━━━ RECORDS SHOWN ━━━
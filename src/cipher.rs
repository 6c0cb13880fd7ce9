//! TextCipher trait shared by the Caesar and Bellaso ciphers.

use crate::error::ClassiCryptError;

/// Reversible character-wise transform over an alphabet window.
///
/// Implementations are stateless values: encrypting or decrypting never
/// mutates the cipher, so a single instance can be shared freely across
/// threads and reused for any number of messages.
pub trait TextCipher {
    /// Encrypts `plain_text`, which must lie entirely inside the alphabet
    /// window.
    ///
    /// # Errors
    /// - [`ClassiCryptError::OutOfBounds`] if any character lies outside the
    ///   window.
    /// - [`ClassiCryptError::Unrepresentable`] if a shifted value is not a
    ///   valid `char`.
    fn encrypt(&self, plain_text: &str) -> Result<String, ClassiCryptError>;

    /// Decrypts `encrypted_text`. The input is not bounds-checked.
    ///
    /// The text is walked one Unicode scalar at a time, so a character
    /// outside the Basic Multilingual Plane consumes a single key position
    /// where a UTF-16 implementation would consume two.
    ///
    /// # Errors
    /// - [`ClassiCryptError::EncryptionFailedMarker`] if the input is the
    ///   literal failed-encryption marker.
    /// - [`ClassiCryptError::Unrepresentable`] if a shifted value is not a
    ///   valid `char`.
    fn decrypt(&self, encrypted_text: &str) -> Result<String, ClassiCryptError>;
}
//! String-in, string-out interface over the standard alphabet.
//!
//! These functions keep the observable behavior callers of the classic
//! interface depend on: failed encryption yields an empty string, and the
//! literal [`ENCRYPTION_FAILED`] marker decrypts to an empty string. Use
//! [`Caesar`] and [`Bellaso`] directly to get typed errors instead.

use tracing::warn;

use crate::alphabet::Alphabet;
use crate::bellaso::Bellaso;
use crate::caesar::Caesar;
use crate::cipher::TextCipher;
use crate::error::ClassiCryptError;

/// Marker a caller displays in place of ciphertext when encryption fails.
///
/// Decrypting this exact string (case-sensitive) yields an empty result.
pub const ENCRYPTION_FAILED: &str = "encryption failed";

/// Returns `true` if every character of `plain_text` lies in the standard
/// window `' '..='_'`.
///
/// ```
/// use classicrypt::string_in_bounds;
///
/// assert!(string_in_bounds("THIS TEST SHOULD SUCCEED"));
/// assert!(!string_in_bounds("This test should fail"));
/// assert!(string_in_bounds(""));
/// ```
pub fn string_in_bounds(plain_text: &str) -> bool {
    Alphabet::STANDARD.contains_all(plain_text)
}

/// Encrypts with a Caesar offset, returning `""` if `plain_text` is out of
/// bounds.
///
/// ```
/// use classicrypt::encrypt_caesar;
///
/// assert_eq!(encrypt_caesar("HELLO", 3), "KHOOR");
/// assert_eq!(encrypt_caesar("hello", 3), "");
/// ```
pub fn encrypt_caesar(plain_text: &str, key: i32) -> String {
    flatten(Caesar::new(key).encrypt(plain_text))
}

/// Encrypts with a Bellaso key string, returning `""` if `plain_text` is out
/// of bounds or `bellaso_str` is empty.
pub fn encrypt_bellaso(plain_text: &str, bellaso_str: &str) -> String {
    flatten(Bellaso::new(bellaso_str).and_then(|bellaso| bellaso.encrypt(plain_text)))
}

/// Decrypts a Caesar ciphertext, returning `""` for the
/// [`ENCRYPTION_FAILED`] marker.
///
/// ```
/// use classicrypt::{decrypt_caesar, ENCRYPTION_FAILED};
///
/// assert_eq!(decrypt_caesar("KHOOR", 3), "HELLO");
/// assert_eq!(decrypt_caesar(ENCRYPTION_FAILED, 3), "");
/// ```
pub fn decrypt_caesar(encrypted_text: &str, key: i32) -> String {
    flatten(Caesar::new(key).decrypt(encrypted_text))
}

/// Decrypts a Bellaso ciphertext, returning `""` for the
/// [`ENCRYPTION_FAILED`] marker or an empty `bellaso_str`.
pub fn decrypt_bellaso(encrypted_text: &str, bellaso_str: &str) -> String {
    flatten(Bellaso::new(bellaso_str).and_then(|bellaso| bellaso.decrypt(encrypted_text)))
}

/// Maps a failed result to the literal [`ENCRYPTION_FAILED`] marker.
///
/// Lets a caller display or store a single string while keeping failures
/// recognizable to the decrypt functions.
///
/// ```
/// use classicrypt::{decrypt_caesar, or_failure_marker, Caesar, TextCipher};
///
/// let shown = or_failure_marker(Caesar::new(3).encrypt("lowercase"));
/// assert_eq!(shown, "encryption failed");
/// assert_eq!(decrypt_caesar(&shown, 3), "");
/// ```
pub fn or_failure_marker(result: Result<String, ClassiCryptError>) -> String {
    result.unwrap_or_else(|_| ENCRYPTION_FAILED.to_string())
}

/// Collapses a typed result into the empty-string failure convention.
fn flatten(result: Result<String, ClassiCryptError>) -> String {
    match result {
        Ok(text) => text,
        Err(
            ClassiCryptError::OutOfBounds { .. } | ClassiCryptError::EncryptionFailedMarker,
        ) => String::new(),
        Err(err) => {
            warn!(error = %err, "cipher precondition violated, returning empty output");
            String::new()
        }
    }
}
━━━
Recopy all the entries faithfully, leaving none out.

filename src/cipher.rs
repository 6c0cb13880fd7ce9
//! TextCipher trait shared by the Caesar and Bellaso ciphers.

use crate::error::ClassiCryptError;

/// Reversible character-wise transform over an alphabet window.
///
/// Implementations are stateless values: encrypting or decrypting never
/// mutates the cipher, so a single instance can be shared freely across
/// threads and reused for any number of messages.
pub trait TextCipher {
    /// Encrypts `plain_text`, which must lie entirely inside the alphabet
    /// window.
    ///
    /// # Errors
    /// - [`ClassiCryptError::OutOfBounds`] if any character lies outside the
    ///   window.
    /// - [`ClassiCryptError::Unrepresentable`] if a shifted value is not a
    ///   valid `char`.
    fn encrypt(&self, plain_text: &str) -> Result<String, ClassiCryptError>;

    /// Decrypts `encrypted_text`. The input is not bounds-checked.
    ///
    /// The text is walked one Unicode scalar at a time, so a character
    /// outside the Basic Multilingual Plane consumes a single key position
    /// where a UTF-16 implementation would consume two.
    ///
    /// # Errors
    /// - [`ClassiCryptError::EncryptionFailedMarker`] if the input is the
    ///   literal failed-encryption marker.
    /// - [`ClassiCryptError::Unrepresentable`] if a shifted value is not a
    ///   valid `char`.
    fn decrypt(&self, encrypted_text: &str) -> Result<String, ClassiCryptError>;
}
//! String-in, string-out interface over the standard alphabet.
//!
//! These functions keep the observable behavior callers of the classic
//! interface depend on: failed encryption yields an empty string, and the
//! literal [`ENCRYPTION_FAILED`] marker decrypts to an empty string. Use
//! [`Caesar`] and [`Bellaso`] directly to get typed errors instead.

use tracing::warn;

use crate::alphabet::Alphabet;
use crate::bellaso::Bellaso;
use crate::caesar::Caesar;
use crate::cipher::TextCipher;
use crate::error::ClassiCryptError;

/// Marker a caller displays in place of ciphertext when encryption fails.
///
/// Decrypting this exact string (case-sensitive) yields an empty result.
pub const ENCRYPTION_FAILED: &str = "encryption failed";

/// Returns `true` if every character of `plain_text` lies in the standard
/// window `' '..='_'`.
///
/// ```
/// use classicrypt::string_in_bounds;
///
/// assert!(string_in_bounds("THIS TEST SHOULD SUCCEED"));
/// assert!(!string_in_bounds("This test should fail"));
/// assert!(string_in_bounds(""));
/// ```
pub fn string_in_bounds(plain_text: &str) -> bool {
    Alphabet::STANDARD.contains_all(plain_text)
}

/// Encrypts with a Caesar offset, returning `""` if `plain_text` is out of
/// bounds.
///
/// ```
/// use classicrypt::encrypt_caesar;
///
/// assert_eq!(encrypt_caesar("HELLO", 3), "KHOOR");
/// assert_eq!(encrypt_caesar("hello", 3), "");
/// ```
pub fn encrypt_caesar(plain_text: &str, key: i32) -> String {
    flatten(Caesar::new(key).encrypt(plain_text))
}

/// Encrypts with a Bellaso key string, returning `""` if `plain_text` is out
/// of bounds or `bellaso_str` is empty.
pub fn encrypt_bellaso(plain_text: &str, bellaso_str: &str) -> String {
    flatten(Bellaso::new(bellaso_str).and_then(|bellaso| bellaso.encrypt(plain_text)))
}

/// Decrypts a Caesar ciphertext, returning `""` for the
/// [`ENCRYPTION_FAILED`] marker.
///
/// ```
/// use classicrypt::{decrypt_caesar, ENCRYPTION_FAILED};
///
/// assert_eq!(decrypt_caesar("KHOOR", 3), "HELLO");
/// assert_eq!(decrypt_caesar(ENCRYPTION_FAILED, 3), "");
/// ```
pub fn decrypt_caesar(encrypted_text: &str, key: i32) -> String {
    flatten(Caesar::new(key).decrypt(encrypted_text))
}

/// Decrypts a Bellaso ciphertext, returning `""` for the
/// [`ENCRYPTION_FAILED`] marker or an empty `bellaso_str`.
pub fn decrypt_bellaso(encrypted_text: &str, bellaso_str: &str) -> String {
    flatten(Bellaso::new(bellaso_str).and_then(|bellaso| bellaso.decrypt(encrypted_text)))
}

/// Maps a failed result to the literal [`ENCRYPTION_FAILED`] marker.
///
/// Lets a caller display or store a single string while keeping failures
/// recognizable to the decrypt functions.
///
/// ```
/// use classicrypt::{decrypt_caesar, or_failure_marker, Caesar, TextCipher};
///
/// let shown = or_failure_marker(Caesar::new(3).encrypt("lowercase"));
/// assert_eq!(shown, "encryption failed");
/// assert_eq!(decrypt_caesar(&shown, 3), "");
/// ```
pub fn or_failure_marker(result: Result<String, ClassiCryptError>) -> String {
    result.unwrap_or_else(|_| ENCRYPTION_FAILED.to_string())
}

/// Collapses a typed result into the empty-string failure convention.
fn flatten(result: Result<String, ClassiCryptError>) -> String {
    match result {
        Ok(text) => text,
        Err(
            ClassiCryptError::OutOfBounds { .. } | ClassiCryptError::EncryptionFailedMarker,
        ) => String::new(),
        Err(err) => {
            warn!(error = %err, "cipher precondition violated, returning empty output");
            String::new()
        }
    }
}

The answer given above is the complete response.